Margriet Mantingh, présidente de PAN Pays-Bas, a déclaré : « Le fait de ne pas traiter correctement des problèmes de santé importants pourrait nuire directement à la population. C’est pourquoi le procès est d’une importance capitale. De nombreuses études épidémiologiques indiquent un lien potentiel entre le glyphosate et divers problèmes de santé, notamment le cancer, la mortinatalité, les malformations, les troubles du spectre autistique et la maladie de Parkinson. »

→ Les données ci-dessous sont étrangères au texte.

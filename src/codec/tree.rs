//! Minimal element tree built from quick-xml events.
//!
//! Text is kept verbatim: object keys may carry significant whitespace.

use crate::error::ResponseError;
use quick_xml::events::{BytesStart, Event};
use quick_xml::Reader;
use std::str::FromStr;

/// An XML element with its attributes, text and child elements.
#[derive(Debug, Clone, Default, PartialEq, Eq)]
pub struct Element {
    /// Local name, namespace prefix stripped.
    pub name: String,
    /// Attributes by local name.
    pub attributes: Vec<(String, String)>,
    /// Concatenated character data.
    pub text: String,
    /// Child elements in document order.
    pub children: Vec<Element>,
}

fn xml_error(message: impl ToString) -> ResponseError {
    ResponseError::XmlParse {
        message: message.to_string(),
    }
}

fn open(start: &BytesStart<'_>) -> Result<Element, ResponseError> {
    let mut element = Element {
        name: String::from_utf8_lossy(start.local_name().as_ref()).into_owned(),
        ..Default::default()
    };
    for attr in start.attributes() {
        let attr = attr.map_err(xml_error)?;
        let key = String::from_utf8_lossy(attr.key.local_name().as_ref()).into_owned();
        let value = attr.unescape_value().map_err(xml_error)?.into_owned();
        element.attributes.push((key, value));
    }
    Ok(element)
}

impl Element {
    /// Parse a document and return its root element.
    pub fn parse(body: &[u8]) -> Result<Element, ResponseError> {
        let xml = std::str::from_utf8(body).map_err(xml_error)?;
        let mut reader = Reader::from_str(xml);
        let mut stack: Vec<Element> = Vec::new();
        let mut root: Option<Element> = None;

        loop {
            match reader.read_event() {
                Ok(Event::Start(e)) => stack.push(open(&e)?),
                Ok(Event::Empty(e)) => {
                    let element = open(&e)?;
                    attach(&mut stack, &mut root, element);
                }
                Ok(Event::Text(e)) => {
                    if let Some(top) = stack.last_mut() {
                        top.text.push_str(&e.unescape().map_err(xml_error)?);
                    }
                }
                Ok(Event::CData(e)) => {
                    if let Some(top) = stack.last_mut() {
                        top.text.push_str(&String::from_utf8_lossy(&e.into_inner()));
                    }
                }
                Ok(Event::End(_)) => {
                    let element = stack
                        .pop()
                        .ok_or_else(|| xml_error("unbalanced closing tag"))?;
                    attach(&mut stack, &mut root, element);
                }
                Ok(Event::Eof) => break,
                Err(e) => return Err(xml_error(e)),
                _ => {}
            }
        }

        if !stack.is_empty() {
            return Err(xml_error("unexpected end of document"));
        }
        root.ok_or_else(|| xml_error("document has no root element"))
    }

    /// First child named `name`.
    pub fn child(&self, name: &str) -> Option<&Element> {
        self.children.iter().find(|c| c.name == name)
    }

    /// All children named `name`, in document order.
    pub fn children_named<'a>(&'a self, name: &'a str) -> impl Iterator<Item = &'a Element> + 'a {
        self.children.iter().filter(move |c| c.name == name)
    }

    /// Text of the first child named `name`.
    pub fn child_text(&self, name: &str) -> Option<String> {
        self.child(name).map(|c| c.text.clone())
    }

    /// Text of a child that must be present.
    pub fn required_text(
        &self,
        name: &'static str,
        document: &'static str,
    ) -> Result<String, ResponseError> {
        self.child_text(name).ok_or(ResponseError::MissingField {
            field: name,
            document,
        })
    }

    /// Parse the trimmed text of a child; absent or unparsable yields `None`.
    pub fn child_parse<T: FromStr>(&self, name: &str) -> Option<T> {
        self.child(name).and_then(|c| c.text.trim().parse().ok())
    }

    /// Boolean child; anything but `true` is false.
    pub fn child_bool(&self, name: &str) -> bool {
        self.child(name)
            .map_or(false, |c| c.text.trim().eq_ignore_ascii_case("true"))
    }

    /// Attribute by local name.
    pub fn attribute(&self, name: &str) -> Option<&str> {
        self.attributes
            .iter()
            .find(|(k, _)| k == name)
            .map(|(_, v)| v.as_str())
    }
}

fn attach(stack: &mut [Element], root: &mut Option<Element>, element: Element) {
    match stack.last_mut() {
        Some(parent) => parent.children.push(element),
        None if root.is_none() => *root = Some(element),
        None => {}
    }
}

#[cfg(test)]
mod tests {
    use super::*;

    #[test]
    fn test_parse_nested_document() {
        let xml = br#"<?xml version="1.0" encoding="UTF-8"?>
            <Root xmlns="http://s3.amazonaws.com/doc/2006-03-01/">
                <A>one</A>
                <B><C>two &amp; three</C></B>
                <A> spaced </A>
                <Empty/>
            </Root>"#;
        let root = Element::parse(xml).unwrap();

        assert_eq!(root.name, "Root");
        assert_eq!(root.child_text("A").unwrap(), "one");
        let all: Vec<_> = root.children_named("A").map(|a| a.text.as_str()).collect();
        assert_eq!(all, vec!["one", " spaced "]);
        assert_eq!(
            root.child("B").unwrap().child_text("C").unwrap(),
            "two & three"
        );
        assert_eq!(root.child_text("Empty").unwrap(), "");
    }

    #[test]
    fn test_namespaced_attributes() {
        let xml = br#"<Grantee xmlns:xsi="http://www.w3.org/2001/XMLSchema-instance" xsi:type="Group"><URI>x</URI></Grantee>"#;
        let root = Element::parse(xml).unwrap();
        assert_eq!(root.attribute("type"), Some("Group"));
    }

    #[test]
    fn test_rejects_broken_documents() {
        assert!(Element::parse(b"").is_err());
        assert!(Element::parse(b"<Open><Inner></Inner>").is_err());
        assert!(Element::parse(b"not xml at all").is_err());
    }

    #[test]
    fn test_typed_children() {
        let root = Element::parse(b"<R><N> 42 </N><T>true</T><F>no</F></R>").unwrap();
        assert_eq!(root.child_parse::<u64>("N"), Some(42));
        assert!(root.child_bool("T"));
        assert!(!root.child_bool("F"));
        assert!(!root.child_bool("Missing"));
    }
}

Angeliki Lysimachou, responsable scientifique et politique à PAN Europe, souligne : « L’utilisation généralisée du glyphosate peut avoir des effets dévastateurs sur l’environnement : il peut nuire aux espèces aquatiques et terrestres, menacer les écosystèmes et la biodiversité, et ses résidus, ainsi que son produit de dégradation, l’AMPA, contaminent les sources d’eau dans toute l’Europe. Pourtant, malgré des centaines d’études scientifiques récentes mettant en évidence les effets néfastes sur l’environnement, les autorités européennes n’ont pas tenu compte de ces preuves et ont conclu à tort que le glyphosate était sans danger. »
Une action juridique désormais possible pour les ONG
Helmut Burtscher, chargé de campagne à GLOBAL 2000 (Autriche), ajoute : « Pendant des décennies, seuls les fabricants pouvaient contester les décisions d’autorisation devant les tribunaux, exploitant souvent ce droit pour contester les décisions qu’ils jugeaient défavorables. Toutefois, un changement législatif intervenu en 2021 permet désormais aux ONG environnementales et aux citoyens de faire valoir leurs droits environnementaux devant la Cour de justice de l’Union européenne. Cette affaire offre l’opportunité de prouver que la réapprobation du glyphosate n’est pas conforme au règlement de l’UE sur les pesticides« .
Martin Dermine de PAN Europe conclut : « En réapprouvant le glyphosate, la Commission européenne montre qu’elle est du côté de l’agro-industrie. La science est claire sur les dangers posés par cette substance : elle doit être interdite, comme l’exige la législation européenne. Des arrêts récents de la Cour de justice de l’UE (2) confirment que la priorité doit être accordée à la santé humaine et à l’environnement, alors que le principe de précaution est à la base des politiques en matière de pesticides. La Commission européenne a simplement fait le contraire. »
* Les 4 associations membres de PAN Europe, qui en plus de PAN Europe déposent le recours, sont Générations Futures, PAN Germany, Global 2000 et PAN Pays-Bas. En France, le recours déposé par Générations Futures avec PAN Europe est soutenu par les associations Collectif Victimes des pesticides de l’Ouest ou encore par l’UFC-Que Choisir.